WHODo You Think You Are, Imelda? ART BY GCF, OWNED BY RENATO L. SANTOS

One night, after watching an opera, my friend Mariel and I were hungry. It was past 1 a.m. Only the Manila Hotel Tap Room was still open for chow. It was our only option if we didn’t wish to appear ridiculous in our spangled semi-formals. Although we were already women of a certain age and trying-hard sophisticates, I still felt a slight unease about being without a male escort at that witching hour.

But we saw that right next was a table of eight or so unescorted young women, happily eating, drinking and laughing away, as if men had become superfluous. How did that happen overnight while we weren’t looking?

Over a fat, overloaded pizza, Mariel couldn’t help waxing nostalgic about the poor, disappeared macho male. We had, in fact, grown up in a golden era when the men were gallant—and indispensable. They fetched us for a date in their car, gifted us with flowers and Whitman chocolates and paid for our dinner (never “kkb”).

When we married them, they felt it their duty to support us, whims and all. They earned the daily bread without our help (or were we just lucky?). In return we were completely under male domination. Despite our dependence, however, most of us still managed to do our thing and saw no reason to complain. We nurtured our families, pursued careers, caviled in the moonlight. But soon we became aware that machos often oppressed women and gays.

The tipping point was economic. Women soon learned to hold jobs and earn almost as much as the males. Women begot power. Males retooled. From being so macho, they were now, everyone was complaining, getting too soft while women were getting too liberated.

Expectations were changing. Girls no longer rushed into marriage and long relationships developed into live-in arrangements. When single girls got pregnant they were not forced into marriage by their parents who merely advised them to “think it over well.” Other parents didn’t disapprove of them since they likely had such a problem, too.

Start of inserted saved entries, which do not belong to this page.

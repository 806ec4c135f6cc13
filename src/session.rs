//! City selection and load supersession.
//!
//! Every selection takes a [`Ticket`] from the [`SelectionTracker`]. A load
//! result is committed to the view only if its ticket is still the latest one;
//! anything older is dropped without being surfaced.

use crate::api::{CityWeather, WeatherProvider};
use crate::catalog::City;
use crate::error::Result;
use std::sync::atomic::{AtomicU64, Ordering};
use std::sync::Arc;
use tokio::sync::mpsc;
use tracing::{debug, error};

#[derive(Debug, Clone, Default)]
pub struct SelectionTracker {
    generation: Arc<AtomicU64>,
}

impl SelectionTracker {
    pub fn new() -> Self {
        Self::default()
    }

    /// Start a new selection, superseding all earlier tickets.
    pub fn begin(&self) -> Ticket {
        let generation = self.generation.fetch_add(1, Ordering::SeqCst) + 1;
        Ticket {
            generation,
            latest: Arc::clone(&self.generation),
        }
    }
}

#[derive(Debug, Clone)]
pub struct Ticket {
    generation: u64,
    latest: Arc<AtomicU64>,
}

impl Ticket {
    pub fn generation(&self) -> u64 {
        self.generation
    }

    pub fn is_current(&self) -> bool {
        self.latest.load(Ordering::SeqCst) == self.generation
    }
}

/// What the dashboard currently shows.
#[derive(Debug, Clone)]
pub enum ViewState {
    Idle,
    Loading(City),
    Ready(CityWeather),
    Failed { city: City, message: String },
}

/// A finished load, tagged with the ticket it was started under.
#[derive(Debug)]
pub struct LoadOutcome {
    pub ticket: Ticket,
    pub city: City,
    pub result: Result<CityWeather>,
}

pub struct Dashboard {
    provider: Arc<WeatherProvider>,
    tracker: SelectionTracker,
    outcomes: mpsc::UnboundedSender<LoadOutcome>,
    view: ViewState,
}

impl Dashboard {
    /// Create a dashboard and the receiver its loads report to.
    ///
    /// Feed every received [`LoadOutcome`] back into [`Dashboard::commit`].
    pub fn new(provider: Arc<WeatherProvider>) -> (Self, mpsc::UnboundedReceiver<LoadOutcome>) {
        let (tx, rx) = mpsc::unbounded_channel();
        let dashboard = Self {
            provider,
            tracker: SelectionTracker::new(),
            outcomes: tx,
            view: ViewState::Idle,
        };
        (dashboard, rx)
    }

    pub fn view(&self) -> &ViewState {
        &self.view
    }

    pub fn tracker(&self) -> &SelectionTracker {
        &self.tracker
    }

    /// The city currently selected, whether loaded or not.
    pub fn selected_city(&self) -> Option<&City> {
        match &self.view {
            ViewState::Idle => None,
            ViewState::Loading(city) | ViewState::Failed { city, .. } => Some(city),
            ViewState::Ready(weather) => Some(&weather.city),
        }
    }

    /// Select `city` and start loading it in the background.
    ///
    /// Must be called from within a tokio runtime.
    pub fn select(&mut self, city: &City) -> Ticket {
        let ticket = self.tracker.begin();
        self.view = ViewState::Loading(*city);

        let provider = Arc::clone(&self.provider);
        let tx = self.outcomes.clone();
        let task_ticket = ticket.clone();
        let city = *city;

        tokio::spawn(async move {
            let result = provider.city_weather(&city).await;
            let _ = tx.send(LoadOutcome {
                ticket: task_ticket,
                city,
                result,
            });
        });

        ticket
    }

    /// Apply a finished load. Returns false if it was superseded and dropped.
    pub fn commit(&mut self, outcome: LoadOutcome) -> bool {
        if !outcome.ticket.is_current() {
            debug!(
                "Discarding superseded load for {} (generation {})",
                outcome.city.name,
                outcome.ticket.generation()
            );
            return false;
        }

        self.view = match outcome.result {
            Ok(weather) => ViewState::Ready(weather),
            Err(e) => {
                error!("Failed to load weather for {}: {}", outcome.city.name, e);
                ViewState::Failed {
                    city: outcome.city,
                    message: e.user_message(),
                }
            }
        };
        true
    }
}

Liberated women produced more liberated young men and women. Males became less answerable to everything. Too many of them hardly brought home enough bacon yet refused to share domestic chores. Gays came into their own. Loving gays emerged out of bauls and closets and were happy in the fresh air.

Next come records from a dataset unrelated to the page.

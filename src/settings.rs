use crate::catalog::CityId;
use crate::error::Result;
use crate::units::TemperatureUnit;
use serde::{Deserialize, Deserializer, Serialize};
use std::path::{Path, PathBuf};
use tracing::{debug, info, warn};

/// User preferences persisted between runs.
#[derive(Debug, Clone, PartialEq, Eq, Serialize, Deserialize, Default)]
pub struct Settings {
    #[serde(default, deserialize_with = "deserialize_unit")]
    pub unit: TemperatureUnit,
    #[serde(default)]
    pub favorites: Vec<CityId>,
}

/// Unknown unit codes fall back to Celsius instead of rejecting the file.
fn deserialize_unit<'de, D>(deserializer: D) -> std::result::Result<TemperatureUnit, D::Error>
where
    D: Deserializer<'de>,
{
    let code = Option::<String>::deserialize(deserializer)?;
    Ok(code
        .as_deref()
        .map(TemperatureUnit::from_code)
        .unwrap_or_default())
}

impl Settings {
    pub fn is_favorite(&self, id: CityId) -> bool {
        self.favorites.contains(&id)
    }

    /// Remove `id` if present, otherwise append it. Returns whether it is now a favorite.
    pub fn toggle_favorite(&mut self, id: CityId) -> bool {
        if self.is_favorite(id) {
            self.favorites.retain(|&x| x != id);
            false
        } else {
            self.favorites.push(id);
            true
        }
    }
}

/// JSON-file backed settings. Read once on open, written on every change.
pub struct SettingsStore {
    path: PathBuf,
    settings: Settings,
}

impl SettingsStore {
    /// Open the store at `path`.
    ///
    /// A missing, unreadable or corrupt file yields default settings.
    pub fn open<P: AsRef<Path>>(path: P) -> Self {
        let path = path.as_ref().to_path_buf();
        let settings = load_settings(&path);
        Self { path, settings }
    }

    pub fn settings(&self) -> &Settings {
        &self.settings
    }

    pub fn path(&self) -> &Path {
        &self.path
    }

    /// Apply `change` and persist the result.
    ///
    /// The change is kept only if the write succeeds.
    pub fn update<F, T>(&mut self, change: F) -> Result<T>
    where
        F: FnOnce(&mut Settings) -> T,
    {
        let mut next = self.settings.clone();
        let outcome = change(&mut next);
        write_settings(&self.path, &next)?;
        self.settings = next;
        Ok(outcome)
    }

    pub fn set_unit(&mut self, unit: TemperatureUnit) -> Result<()> {
        self.update(|s| s.unit = unit)
    }

    pub fn toggle_favorite(&mut self, id: CityId) -> Result<bool> {
        self.update(|s| s.toggle_favorite(id))
    }
}

fn write_settings(path: &Path, settings: &Settings) -> Result<()> {
    if let Some(parent) = path.parent() {
        if !parent.as_os_str().is_empty() {
            std::fs::create_dir_all(parent)?;
        }
    }

    let json = serde_json::to_string_pretty(settings)?;
    std::fs::write(path, json)?;
    debug!("Saved settings to {}", path.display());
    Ok(())
}

fn load_settings(path: &Path) -> Settings {
    let content = match std::fs::read_to_string(path) {
        Ok(content) => content,
        Err(e) if e.kind() == std::io::ErrorKind::NotFound => {
            info!("No settings at {}, using defaults", path.display());
            return Settings::default();
        }
        Err(e) => {
            warn!("Failed to read settings {}: {}. Using defaults", path.display(), e);
            return Settings::default();
        }
    };

    match serde_json::from_str::<Settings>(&content) {
        Ok(settings) => {
            debug!(
                "Loaded settings: unit={}, {} favorites",
                settings.unit,
                settings.favorites.len()
            );
            settings
        }
        Err(e) => {
            warn!("Ignoring corrupt settings {}: {}", path.display(), e);
            Settings::default()
        }
    }
}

Where have all the marriageable boys gone? asked beautiful and talented Mitzi Borromeo who, in her early 30s, still had no boyfriend, not by choice. Are there really more girls now than boys? became a burning question. (To top it all, gays were after the same guys, too!)

More males, more gays

Not verified by science! said Maribel Garcia, head honcho of Mind Museum. “Studies are showing that pollution is turning out more males. That there seem to be more gays than ever is because the culture now accepts it.”

I still remember when “gay” simply meant happy. “Bakla” was not “homosexual,” it meant “to be in a quandary,” to be undecided. The Tagalog Pasyon even says “Si Kristo ay nabakla.” He was perplexed, undecided, “alanganin.” Neither here nor there began to be applied to gender, too.

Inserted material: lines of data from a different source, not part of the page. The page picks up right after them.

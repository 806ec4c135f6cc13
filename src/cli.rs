//! Command-line surface of the dashboard.

use std::path::PathBuf;

use clap::{Parser, Subcommand};

use crate::units::TemperatureUnit;

#[derive(Debug, Parser)]
#[command(name = "weather", version, about = "Weather dashboard for a fixed list of cities")]
pub struct Cli {
    /// Path to the YAML configuration file.
    #[arg(long, global = true, default_value = "config/config.yaml")]
    pub config: PathBuf,

    #[command(subcommand)]
    pub command: Command,
}

#[derive(Debug, Subcommand)]
pub enum Command {
    /// List cities, optionally filtered by name.
    Cities {
        #[arg(short, long)]
        search: Option<String>,
    },
    /// Show current conditions and the 5-day forecast for a city (id or name).
    Show { city: Option<String> },
    /// List favorite cities.
    Favorites,
    /// Add a city to favorites, or remove it if already there.
    Favorite { city: String },
    /// Set the temperature unit used for display.
    Unit {
        #[arg(value_enum)]
        unit: TemperatureUnit,
    },
    /// Interactive mode: type a city to select it; a new selection replaces any pending one.
    Browse,
    /// Refresh favorite cities on the configured interval until interrupted.
    Watch,
}

/// One line of input in browse mode.
#[derive(Debug, Clone, PartialEq, Eq)]
pub enum BrowseInput {
    Select(String),
    ToggleFavorite,
    Unit(TemperatureUnit),
    List,
    Quit,
    Empty,
}

impl BrowseInput {
    pub fn parse(line: &str) -> Self {
        let line = line.trim();
        let (head, rest) = match line.split_once(char::is_whitespace) {
            Some((head, rest)) => (head, rest.trim()),
            None => (line, ""),
        };

        match head {
            "" => BrowseInput::Empty,
            ":q" | ":quit" => BrowseInput::Quit,
            ":fav" => BrowseInput::ToggleFavorite,
            ":list" => BrowseInput::List,
            ":unit" => BrowseInput::Unit(TemperatureUnit::from_code(rest)),
            _ => BrowseInput::Select(line.to_string()),
        }
    }
}

pub const BROWSE_HELP: &str = "Type a city name or id to select it. \
Commands: :fav (toggle favorite), :unit C|F|K, :list, :q";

Through the years, my classification system has blurred considerably. Early on, two young men with two young women had, together, arrived from a cruise and were introduced to me. Who’s the boyfriend of whom? I asked innocently, only to realize that the two guys were the couple and the two girls were another duo.

In my theater-producing days, I noted, too, that actors and costume designers were generally gay. The backstage female crew, who barked the orders and made sure they were carried out, were tomboys. To my mind, being gay is not a simple matter of wanting to be the opposite gender, it is a desire to be free of the rigid roles imposed by society on them.

In my time, the ’30s, and even decades before, the macho was king. The patriarchy ruled, and women obeyed. Males controlled everything and their word was law. Something had to give—and did.

From the extreme left of the swinging pendulum we are now on the extreme right. Fed-up wives are beginning to desert macho husbands who have girlfriends on the side. Machos find younger wives who can control them better. The gays have come out on top and they are marrying each other and multiplying. Since they are part of the sisterhood, they know how it feels to be a woman. Now chauvinistic males have had to look deep into their hearts to rediscover what it means to be a man—or a human being, for that matter. According to those who understand evolution, eventually the pendulum will swing back. Not to reinstate the old macho culture, but to bring about some balance, a world of greater equality, acceptance and love.

So how does this connect to two seniors stranded at 1 a.m. in a bar? That I realized how truly I enjoy being old and have no desire to be young again. “Old” is just too good, at least the “old” I want to be. And that is, not to accept stereotypes “torn out of life, preserved, useless, in some strong casket with only one key” (Virginia Woolf). It also includes being grateful to the macho males who have been good to us. So while some of our best friends may be gay, and while you may see us on nights out enjoying other women’s company, here are a thousand kisses to all the men we have loved. May we meet again in a more enlightened incarnation.

Nota bene: The more intelligent observations in this article were added by Mariel Francisco over a glass of sauvignon blanc.